I read something on the internet that H-bridge may not be able to work
with high current device(s) and the 25 LEDs would be drawing about
750mA total. Will this work or will I need to go with MOSFET instead?
Never used MOSFET before and I have no idea what I need. Or maybe
solid state DPDT relay (regular relay will be too noisy) if they can
handle the power and cheap as transistor.
 
E

ehsjr

Jan 1, 1970
0
Impmon said:
I have a pile of 25 bi-color LED and I wanted to drive them all. I
was thinking of using the H-bridge to control the direction of current
soI can have red and green (yellow with high frequency switching).

I read something on the internet that H-bridge may not be able to work
with high current device(s) and the 25 LEDs would be drawing about
750mA total. Will this work or will I need to go with MOSFET instead?
Never used MOSFET before and I have no idea what I need. Or maybe
solid state DPDT relay (regular relay will be too noisy) if they can
handle the power and cheap as transistor.
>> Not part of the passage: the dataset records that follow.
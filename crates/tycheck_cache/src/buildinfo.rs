//! The serialized contents of the build cache.

use std::collections::BTreeMap;
use std::path::PathBuf;

use serde::{Deserialize, Serialize};
use tycheck_common::VersionToken;

/// Everything the build cache persists between processes.
///
/// `T` is the per-file analysis produced by the checker. The cache never
/// looks inside it.
#[derive(Debug, Clone, Serialize, Deserialize)]
pub struct BuildInfo<T> {
    /// Tool version that produced this cache. Invalidate on version change.
    pub tool_version: String,

    /// Per-file analysis, keyed by normalized absolute path.
    pub files: BTreeMap<PathBuf, FileRecord<T>>,
}

/// Cached analysis for a single source file.
#[derive(Debug, Clone, Serialize, Deserialize)]
pub struct FileRecord<T> {
    /// The file's version token when it was analysed.
    pub version: VersionToken,

    /// The analysis, valid while the file keeps `version`.
    pub analysis: T,
}

impl<T> BuildInfo<T> {
    /// Creates an empty build info for the given tool version.
    pub fn new(tool_version: &str) -> Self {
        Self {
            tool_version: tool_version.to_string(),
            files: BTreeMap::new(),
        }
    }

    /// Returns `true` if this cache was produced by `tool_version`.
    pub fn is_compatible(&self, tool_version: &str) -> bool {
        self.tool_version == tool_version
    }
}

#[cfg(test)]
mod tests {
    use super::*;

    #[test]
    fn new_is_empty() {
        let info: BuildInfo<String> = BuildInfo::new("0.1.0");
        assert!(info.files.is_empty());
        assert!(info.is_compatible("0.1.0"));
        assert!(!info.is_compatible("0.2.0"));
    }

    #[test]
    fn bincode_preserves_records() {
        let mut info = BuildInfo::new("0.1.0");
        info.files.insert(
            PathBuf::from("/app/src/App.tsx"),
            FileRecord {
                version: VersionToken::of_content("export default 1;"),
                analysis: vec!["default".to_string()],
            },
        );
        let bytes = bincode::serde::encode_to_vec(&info, bincode::config::standard()).unwrap();
        let (back, _): (BuildInfo<Vec<String>>, usize) =
            bincode::serde::decode_from_slice(&bytes, bincode::config::standard()).unwrap();
        let record = &back.files[&PathBuf::from("/app/src/App.tsx")];
        assert_eq!(record.version, VersionToken::of_content("export default 1;"));
        assert_eq!(record.analysis, vec!["default".to_string()]);
    }
}
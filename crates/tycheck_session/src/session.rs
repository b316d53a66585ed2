//! The single-owner program session.

use std::path::{Path, PathBuf};

use tycheck_common::normalize_path;
use tycheck_compiler::Program;
use tycheck_diagnostics::{DiagnosticRenderer, PrettyRenderer};
use tycheck_overlay::{DiskHost, EditBatch, OverlayHost, OverlayStore, RawEdit};

use crate::error::CheckError;
use crate::filter::DiagnosticFilter;
use crate::report::DiagnosticsReport;

/// Whether the checker has been constructed yet.
#[derive(Debug, Clone, Copy, PartialEq, Eq)]
pub enum SessionState {
    /// No [`Program`] yet; the next check builds one.
    Uninitialized,
    /// The [`Program`] exists and keeps its caches across checks.
    Ready,
}

/// Everything that only exists once the project configuration has loaded.
struct Compiled {
    program: Program,
    filter: DiagnosticFilter,
}

impl Compiled {
    fn open(root: &Path) -> Result<Self, CheckError> {
        let program = Program::new(root)?;
        let filter = DiagnosticFilter::new(program.root(), &program.config().diagnostics)?;
        tracing::debug!(
            root = %program.root().display(),
            cached = program.cached_files(),
            "program session initialized"
        );
        Ok(Self { program, filter })
    }
}

/// A long-lived overlay of virtual edits plus the incremental checker.
///
/// Edits accumulate across calls: a file created in one batch stays visible
/// to every later check until it is deleted, moved, or the session is reset.
pub struct Session {
    root: PathBuf,
    overlay: OverlayStore,
    disk: DiskHost,
    compiled: Option<Box<Compiled>>,
    renderer: PrettyRenderer,
}

impl Session {
    /// Creates an uninitialized session for the project at `root`.
    ///
    /// `root` should be absolute; relative edit paths are resolved against it.
    pub fn new(root: impl AsRef<Path>) -> Self {
        let root = normalize_path(root.as_ref());
        Self {
            overlay: OverlayStore::new(&root),
            root,
            disk: DiskHost::new(),
            compiled: None,
            renderer: PrettyRenderer::new(),
        }
    }

    /// Validates and applies `edits`, then checks the project.
    ///
    /// An invalid batch is rejected before anything is applied.
    pub fn check(&mut self, edits: &[RawEdit]) -> Result<DiagnosticsReport, CheckError> {
        let batch = EditBatch::validate(edits)?;
        self.check_batch(&batch)
    }

    /// Applies an already validated batch, then checks the project.
    ///
    /// If the checker cannot be constructed the edits stay applied and the
    /// session remains uninitialized, so the next call tries again.
    pub fn check_batch(&mut self, batch: &EditBatch) -> Result<DiagnosticsReport, CheckError> {
        self.overlay.apply_batch(batch);

        let compiled = match self.compiled.take() {
            Some(compiled) => compiled,
            None => Box::new(Compiled::open(&self.root)?),
        };
        let compiled = self.compiled.insert(compiled);

        let mut host = OverlayHost::new(&mut self.overlay, &mut self.disk);
        let mut output = compiled.program.check(&mut host)?;
        let kept = compiled.filter.apply(output.diagnostics, &output.sources);
        compiled.filter.rewrite_sources(&mut output.sources);
        tracing::debug!(
            reported = kept.len(),
            parsed = output.stats.parsed,
            reused = output.stats.reused,
            "check finished"
        );

        let diagnostics = if kept.is_empty() {
            None
        } else {
            Some(self.renderer.render_all(&kept, &output.sources))
        };

        if let Err(e) = compiled.program.persist() {
            tracing::warn!(error = %e, "failed to persist build cache");
        }
        Ok(DiagnosticsReport { diagnostics })
    }

    /// Discards the overlay and the checker. The persisted build cache stays
    /// on disk.
    pub fn reset(&mut self) {
        self.overlay.clear();
        self.compiled = None;
    }

    /// The current lifecycle state.
    pub fn state(&self) -> SessionState {
        if self.compiled.is_some() {
            SessionState::Ready
        } else {
            SessionState::Uninitialized
        }
    }

    /// Returns `true` once the checker exists.
    pub fn is_ready(&self) -> bool {
        self.state() == SessionState::Ready
    }

    /// The pending edits.
    pub fn overlay(&self) -> &OverlayStore {
        &self.overlay
    }

    /// The project root.
    pub fn root(&self) -> &Path {
        &self.root
    }
}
Regarding the bipolars: they don't need to provide 750 mA, and,
in fact, should NOT do so. You would be using the LEDs in a
poor design if they did. What you should do is make strings of
several LEDS in series, and place the strings in parallel, driven
by the transistors. You design the strings based on the voltage
the LEDs need, and the power source you will use. For example,
say your voltage source is 12 volts, and your LEDs need 1.8 volts
each. If you put 5 of those 1.8 volt LEDS in series, the string
would need 9 volts (5*1.8). I would limit the current to 20 mA
instead of the 30 mA your post implies. That requires a resistor
computed this way:
(Vsupply - Vleds)/current That's 150 ohms (3/.02)
So the circuit for each series string would look like:
---[LED]---[LED]---[LED]---[LED]---[LED]---[R]---

Each string uses 20 mA, and there are 5 in parallel,
so the total current needed would be 100 mA. You
should use the above design concept for either bipolar
transistors or mosfets.

You definitely do NOT want to put all 25 LEDs in parallel.
You DO want to limit the current through each LED to some
maximum value (I used 20 mA), and the simplest way to do
that is with series resistance.

Bipolars will work just fine, if you do it right, but you
could go with the mosfets - not because you have to, but
because it's a chance to learn to use them. They don't cost
all that much. Here's a url:
http://www.armory.com/~rstevew/Public/Motors/H-Bridges/Blanchard/h-bridge.htm

(watch the line wrap). Remove the motor from the schematic. You
do not need diodes D1,2,3 and 4.

Ed
 
J

Jasen Betts

Jan 1, 1970
0
I have a pile of 25 bi-color LED and I wanted to drive them all. I
was thinking of using the H-bridge to control the direction of current
soI can have red and green (yellow with high frequency switching).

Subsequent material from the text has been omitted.